Die Ungleichheit zwischen den Geschlechtern auf dem Arbeitsmarkt hat das eingängige Bild von der „gläsernen Decke“ geprägt, durch die Frauen die höchsten Karrierestufen zwar sehen, aber nicht erreichen können. Damit verwandt ist die „gläserne Klippe“: Unternehmen in einer schweren Krise sind nach dieser Theorie eher geneigt, Frauen auf leitende Positionen zu berufen. Endlich oberhalb der „gläsernen Decke“ angekommen, sehen diese Frauen mit der Existenz der Firma aber auch ihre Karrieren bereits nah am Abgrund: Eine versteckte Form der Diskriminierung. Die Existenz des Phänomens war bisher sehr umstritten, nun liefern die Konstanzer Forscher stichhaltige Belege, dass es die „gläserne Klippe“ gibt, und wie sie zustande kommt.
Die „gläserne Klippe“
„Ein sehr eindrückliches Bild ist das“, findet Florian Kunze, der an der Universität Konstanz zur Rolle von Führungskräften in Organisationen forscht, „und natürlich gibt es einige prominente Beispiele, auch aus der Politik. Theresa May etwa, die direkt nach dem Brexit-Votum 2016 Premierministerin in Großbritannien wurde und an der schwierigen Aufgabe scheiterte, den Austritt aus der Europäischen Union zu verhandeln. Aber die meisten Beispiele für die ‚gläserne Klippe‘ bei der Beförderung von weiblichen Top-Führungskräften gibt es im Wirtschaftsbereich.“ Doch ob es sich dabei um Einzelbeispiele handelt oder die „gläserne Klippe“ ein allgemeines Phänomen ist, darüber herrscht in der Forschung noch große Uneinigkeit.
Kunze und seine Kollegen entwickelten daher auf der Grundlage sehr umfangreicher Daten aus der Praxis eine neue Studie: Sie berücksichtigten mehr als 26.000 Ernennungen auf Top-Führungspositionen im Vorstand in fast 4.000 US-amerikanischen Firmen und deckten dabei den Zeitraum zwischen 2000 und 2016 ab. Dr. Max Reinwald von der Ludwig-Maximilians-Universität München, der seit Jahren mit Kunze zusammenarbeitet, erklärt die Motivation: „Es geht um das tatsächliche Ausmaß der Diskriminierung weiblicher Führungskräfte: Bei einer Berufung auf eine ‚gläserne Klippe‘ führt der für Frauen ohnehin schwierige Weg an die Unternehmensspitze zwar vorerst zu einer Top-Position. Aber viele Frauen könnten sich dann dort nicht etablieren, da das Risiko zu scheitern in einer Unternehmenskrise natürlich um ein Vielfaches höher ist.“
Existiert die „gläserne Klippe“ wirklich?

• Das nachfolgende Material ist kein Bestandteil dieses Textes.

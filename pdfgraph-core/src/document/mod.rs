//! Document level: the indirect object registry, the file session built on
//! it and page tree traversal.

mod file;
mod indirect;
mod pages;

pub use file::PdfFile;
pub use indirect::IndirectObjects;
pub use pages::{collect_pages, inherited_attribute, INHERITABLE_KEYS};
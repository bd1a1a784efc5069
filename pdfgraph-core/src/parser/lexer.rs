//! PDF Lexer
//!
//! Tokenizes PDF syntax according to ISO 32000-1 Section 7.2. Positions are
//! absolute byte offsets into the underlying source.

use super::{ParseError, ParseResult};
use std::io::{BufReader, Read};

/// PDF Token types
#[derive(Debug, Clone, PartialEq)]
pub enum Token {
    Boolean(bool),
    Integer(i64),
    Real(f64),
    /// Literal string `( ... )`
    String(Vec<u8>),
    /// Hexadecimal string `< ... >`
    HexString(Vec<u8>),
    Name(String),
    ArrayStart,
    ArrayEnd,
    DictStart,
    DictEnd,
    Stream,
    EndStream,
    Obj,
    EndObj,
    XRef,
    Trailer,
    StartXRef,
    /// The `R` of an indirect reference
    R,
    Null,
    /// Any other bare word, such as the `n`/`f` markers of xref tables
    Keyword(String),
    Comment(String),
    Eof,
}

/// PDF whitespace characters (Table 1).
pub fn is_whitespace(ch: u8) -> bool {
    matches!(ch, b'\0' | b'\t' | b'\n' | b'\x0C' | b'\r' | b' ')
}

/// PDF delimiter characters (Table 2).
pub fn is_delimiter(ch: u8) -> bool {
    matches!(
        ch,
        b'(' | b')' | b'<' | b'>' | b'[' | b']' | b'{' | b'}' | b'/' | b'%'
    )
}

/// PDF Lexer for tokenizing PDF content
pub struct Lexer<R> {
    reader: BufReader<R>,
    position: u64,
    peek_buffer: Option<u8>,
    token_buffer: Vec<Token>,
}

impl<R: Read> Lexer<R> {
    /// Create a new lexer from a reader positioned at offset 0
    pub fn new(reader: R) -> Self {
        Self::new_at(reader, 0)
    }

    /// Create a lexer whose reader is already positioned at `position`
    pub fn new_at(reader: R, position: u64) -> Self {
        Self {
            reader: BufReader::new(reader),
            position,
            peek_buffer: None,
            token_buffer: Vec::new(),
        }
    }

    /// Get the next token
    pub fn next_token(&mut self) -> ParseResult<Token> {
        if let Some(token) = self.token_buffer.pop() {
            return Ok(token);
        }

        self.skip_whitespace()?;

        let ch = match self.peek_char()? {
            Some(ch) => ch,
            None => return Ok(Token::Eof),
        };

        match ch {
            b'%' => self.read_comment(),
            b'/' => self.read_name(),
            b'(' => self.read_literal_string(),
            b'<' => self.read_angle_bracket(),
            b'>' => {
                self.consume_char()?;
                if self.peek_char()? == Some(b'>') {
                    self.consume_char()?;
                    Ok(Token::DictEnd)
                } else {
                    Err(self.syntax_error("Expected '>' after '>'"))
                }
            }
            b'[' => {
                self.consume_char()?;
                Ok(Token::ArrayStart)
            }
            b']' => {
                self.consume_char()?;
                Ok(Token::ArrayEnd)
            }
            b'+' | b'-' | b'0'..=b'9' | b'.' => self.read_number(),
            _ if !is_delimiter(ch) => {
                let word = self.read_word()?;
                Ok(keyword(word))
            }
            _ => {
                self.consume_char()?;
                Err(self.syntax_error(&format!("Unexpected character: {}", ch as char)))
            }
        }
    }

    /// Peek at the next character without consuming it
    fn peek_char(&mut self) -> ParseResult<Option<u8>> {
        if let Some(ch) = self.peek_buffer {
            return Ok(Some(ch));
        }

        let mut buf = [0u8; 1];
        match self.reader.read_exact(&mut buf) {
            Ok(()) => {
                self.peek_buffer = Some(buf[0]);
                Ok(Some(buf[0]))
            }
            Err(e) if e.kind() == std::io::ErrorKind::UnexpectedEof => Ok(None),
            Err(e) => Err(e.into()),
        }
    }

    /// Consume the next character
    fn consume_char(&mut self) -> ParseResult<Option<u8>> {
        let ch = self.peek_char()?;
        if ch.is_some() {
            self.peek_buffer = None;
            self.position += 1;
        }
        Ok(ch)
    }

    fn syntax_error(&self, message: &str) -> ParseError {
        ParseError::SyntaxError {
            position: self.position,
            message: message.to_string(),
        }
    }

    /// Skip whitespace and return the number of bytes skipped
    pub fn skip_whitespace(&mut self) -> ParseResult<usize> {
        let mut count = 0;
        while let Some(ch) = self.peek_char()? {
            if !is_whitespace(ch) {
                break;
            }
            self.consume_char()?;
            count += 1;
        }
        Ok(count)
    }

    /// Read a comment (from % to end of line)
    fn read_comment(&mut self) -> ParseResult<Token> {
        self.consume_char()?;
        let mut comment = String::new();

        while let Some(ch) = self.peek_char()? {
            if ch == b'\n' || ch == b'\r' {
                break;
            }
            self.consume_char()?;
            comment.push(ch as char);
        }

        Ok(Token::Comment(comment))
    }

    /// Read a name object; `#xx` escapes are decoded
    fn read_name(&mut self) -> ParseResult<Token> {
        self.consume_char()?;
        let mut name = String::new();

        while let Some(ch) = self.peek_char()? {
            if is_whitespace(ch) || is_delimiter(ch) {
                break;
            }
            self.consume_char()?;

            if ch == b'#' {
                let high = self.consume_char()?.and_then(hex_value);
                let low = self.consume_char()?.and_then(hex_value);
                match (high, low) {
                    (Some(high), Some(low)) => name.push((high << 4 | low) as char),
                    _ => return Err(self.syntax_error("Invalid hex code in name")),
                }
            } else {
                name.push(ch as char);
            }
        }

        Ok(Token::Name(name))
    }

    /// Read a literal string (parentheses)
    fn read_literal_string(&mut self) -> ParseResult<Token> {
        self.consume_char()?;
        let mut string = Vec::new();
        let mut depth = 1;

        loop {
            let ch = self
                .consume_char()?
                .ok_or_else(|| self.syntax_error("Unterminated string"))?;

            match ch {
                b'\\' => {
                    let escaped = self
                        .consume_char()?
                        .ok_or_else(|| self.syntax_error("Unterminated string"))?;
                    match escaped {
                        b'n' => string.push(b'\n'),
                        b'r' => string.push(b'\r'),
                        b't' => string.push(b'\t'),
                        b'b' => string.push(b'\x08'),
                        b'f' => string.push(b'\x0C'),
                        b'0'..=b'7' => {
                            let mut value = (escaped - b'0') as u32;
                            for _ in 0..2 {
                                match self.peek_char()? {
                                    Some(next @ b'0'..=b'7') => {
                                        self.consume_char()?;
                                        value = value * 8 + (next - b'0') as u32;
                                    }
                                    _ => break,
                                }
                            }
                            string.push(value as u8);
                        }
                        // Line continuation
                        b'\r' => {
                            if self.peek_char()? == Some(b'\n') {
                                self.consume_char()?;
                            }
                        }
                        b'\n' => {}
                        other => string.push(other),
                    }
                }
                b'(' => {
                    depth += 1;
                    string.push(ch);
                }
                b')' => {
                    depth -= 1;
                    if depth == 0 {
                        break;
                    }
                    string.push(ch);
                }
                _ => string.push(ch),
            }
        }

        Ok(Token::String(string))
    }

    /// Read angle bracket tokens (hex strings or dict markers)
    fn read_angle_bracket(&mut self) -> ParseResult<Token> {
        self.consume_char()?;

        if self.peek_char()? == Some(b'<') {
            self.consume_char()?;
            return Ok(Token::DictStart);
        }

        let mut bytes = Vec::new();
        let mut pending: Option<u8> = None;
        loop {
            let ch = self
                .consume_char()?
                .ok_or_else(|| self.syntax_error("Unterminated hex string"))?;
            if ch == b'>' {
                break;
            }
            if is_whitespace(ch) {
                continue;
            }
            let nibble =
                hex_value(ch).ok_or_else(|| self.syntax_error("Invalid character in hex string"))?;
            match pending.take() {
                Some(high) => bytes.push(high << 4 | nibble),
                None => pending = Some(nibble),
            }
        }
        // An odd final digit is followed by an implicit 0
        if let Some(high) = pending {
            bytes.push(high << 4);
        }

        Ok(Token::HexString(bytes))
    }

    /// Read a number (integer or real)
    fn read_number(&mut self) -> ParseResult<Token> {
        let mut number = String::new();
        let mut has_dot = false;

        if let Some(sign @ (b'+' | b'-')) = self.peek_char()? {
            self.consume_char()?;
            number.push(sign as char);
        }

        while let Some(ch) = self.peek_char()? {
            match ch {
                b'0'..=b'9' => number.push(ch as char),
                b'.' if !has_dot => {
                    has_dot = true;
                    number.push('.');
                }
                _ => break,
            }
            self.consume_char()?;
        }

        let digits = number.trim_start_matches(['+', '-']);
        if digits.is_empty() || digits == "." {
            return Err(self.syntax_error(&format!("Invalid number: '{number}'")));
        }

        if has_dot {
            let value = number
                .parse::<f64>()
                .map_err(|_| self.syntax_error(&format!("Invalid real number: '{number}'")))?;
            Ok(Token::Real(value))
        } else {
            let value = number
                .parse::<i64>()
                .map_err(|_| self.syntax_error(&format!("Invalid integer: '{number}'")))?;
            Ok(Token::Integer(value))
        }
    }

    /// Read a word (sequence of regular characters)
    fn read_word(&mut self) -> ParseResult<String> {
        let mut word = String::new();

        while let Some(ch) = self.peek_char()? {
            if is_whitespace(ch) || is_delimiter(ch) {
                break;
            }
            self.consume_char()?;
            word.push(ch as char);
        }

        Ok(word)
    }

    /// Consume the end-of-line marker that follows the `stream` keyword.
    ///
    /// Accepts CRLF, LF or a lone CR. With `strict` set, a missing marker is an error.
    pub fn read_stream_eol(&mut self, strict: bool) -> ParseResult<()> {
        // Some producers put spaces between `stream` and the newline
        while !strict && self.peek_char()? == Some(b' ') {
            self.consume_char()?;
        }
        match self.peek_char()? {
            Some(b'\r') => {
                self.consume_char()?;
                if self.peek_char()? == Some(b'\n') {
                    self.consume_char()?;
                }
                Ok(())
            }
            Some(b'\n') => {
                self.consume_char()?;
                Ok(())
            }
            _ if strict => Err(self.syntax_error("Expected newline after 'stream'")),
            _ => Ok(()),
        }
    }

    /// Read exactly n bytes
    pub fn read_bytes(&mut self, n: usize) -> ParseResult<Vec<u8>> {
        let mut bytes = Vec::new();
        if n == 0 {
            return Ok(bytes);
        }
        if let Some(ch) = self.peek_buffer.take() {
            bytes.push(ch);
        }
        let remaining = (n - bytes.len()) as u64;
        (&mut self.reader).take(remaining).read_to_end(&mut bytes)?;
        self.position += bytes.len() as u64;
        if bytes.len() < n {
            return Err(self.syntax_error(&format!(
                "Unexpected end of data: wanted {n} bytes, got {}",
                bytes.len()
            )));
        }
        Ok(bytes)
    }

    /// Read until `sequence` is found; the sequence itself is consumed but not returned
    pub fn read_until_sequence(&mut self, sequence: &[u8]) -> ParseResult<Vec<u8>> {
        let mut result = Vec::new();

        while let Some(ch) = self.consume_char()? {
            result.push(ch);
            if result.ends_with(sequence) {
                result.truncate(result.len() - sequence.len());
                return Ok(result);
            }
        }

        Err(self.syntax_error(&format!(
            "Sequence '{}' not found",
            String::from_utf8_lossy(sequence)
        )))
    }

    /// Absolute offset of the next unread byte
    pub fn position(&self) -> u64 {
        self.position
    }

    /// Push back a token to be returned by the next call to next_token
    pub fn push_token(&mut self, token: Token) {
        self.token_buffer.push(token);
    }

    /// Next token that is not a comment
    pub fn next_significant_token(&mut self) -> ParseResult<Token> {
        loop {
            match self.next_token()? {
                Token::Comment(_) => continue,
                token => return Ok(token),
            }
        }
    }

    /// Expect a specific token
    pub fn expect(&mut self, expected: Token) -> ParseResult<()> {
        let token = self.next_significant_token()?;
        if token == expected {
            Ok(())
        } else {
            Err(ParseError::UnexpectedToken {
                expected: format!("{expected:?}"),
                found: format!("{token:?}"),
            })
        }
    }
}

fn keyword(word: String) -> Token {
    match word.as_str() {
        "true" => Token::Boolean(true),
        "false" => Token::Boolean(false),
        "null" => Token::Null,
        "obj" => Token::Obj,
        "endobj" => Token::EndObj,
        "stream" => Token::Stream,
        "endstream" => Token::EndStream,
        "xref" => Token::XRef,
        "trailer" => Token::Trailer,
        "startxref" => Token::StartXRef,
        "R" => Token::R,
        _ => Token::Keyword(word),
    }
}

fn hex_value(ch: u8) -> Option<u8> {
    match ch {
        b'0'..=b'9' => Some(ch - b'0'),
        b'a'..=b'f' => Some(ch - b'a' + 10),
        b'A'..=b'F' => Some(ch - b'A' + 10),
        _ => None,
    }
}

Um das Ausmaß der Verbreitung von „gläsernen Klippen“ genau zu bestimmen, sahen die Forscher sich daher solche Firmen näher an, die noch knapp über oder schon knapp unter der Schwelle zur Krisenfirma waren. „Der Schwellenwert, ab dem einer Firma die Zahlungsunfähigkeit droht, ist eine leicht errechenbare Zahl, und die ist in Wirtschaftskreisen weit verbreitet. Andere Kennzahlen wie beispielweise Firmengröße sind davon unberührt“, erklärt Ko-Autor Dr. Johannes Zaia. „Dadurch können wir den Effekt einer Firmenkrise auf weibliche Berufungen isolieren. Und tatsächlich finden wir: Die Wahrscheinlichkeit, dass eine Frau in eine Spitzenposition berufen wird, ist bei Krisenfirmen rund 50 Prozent höher.“ Auch wenn Männer nach wie vor die überwiegende Mehrzahl der Berufenen bilden, werden Frauen in Krisenunternehmen also viel eher für die Chefetage berücksichtigt. Der Befund bestätigt die Existenz der „gläsernen Klippe“ nachdrücklich.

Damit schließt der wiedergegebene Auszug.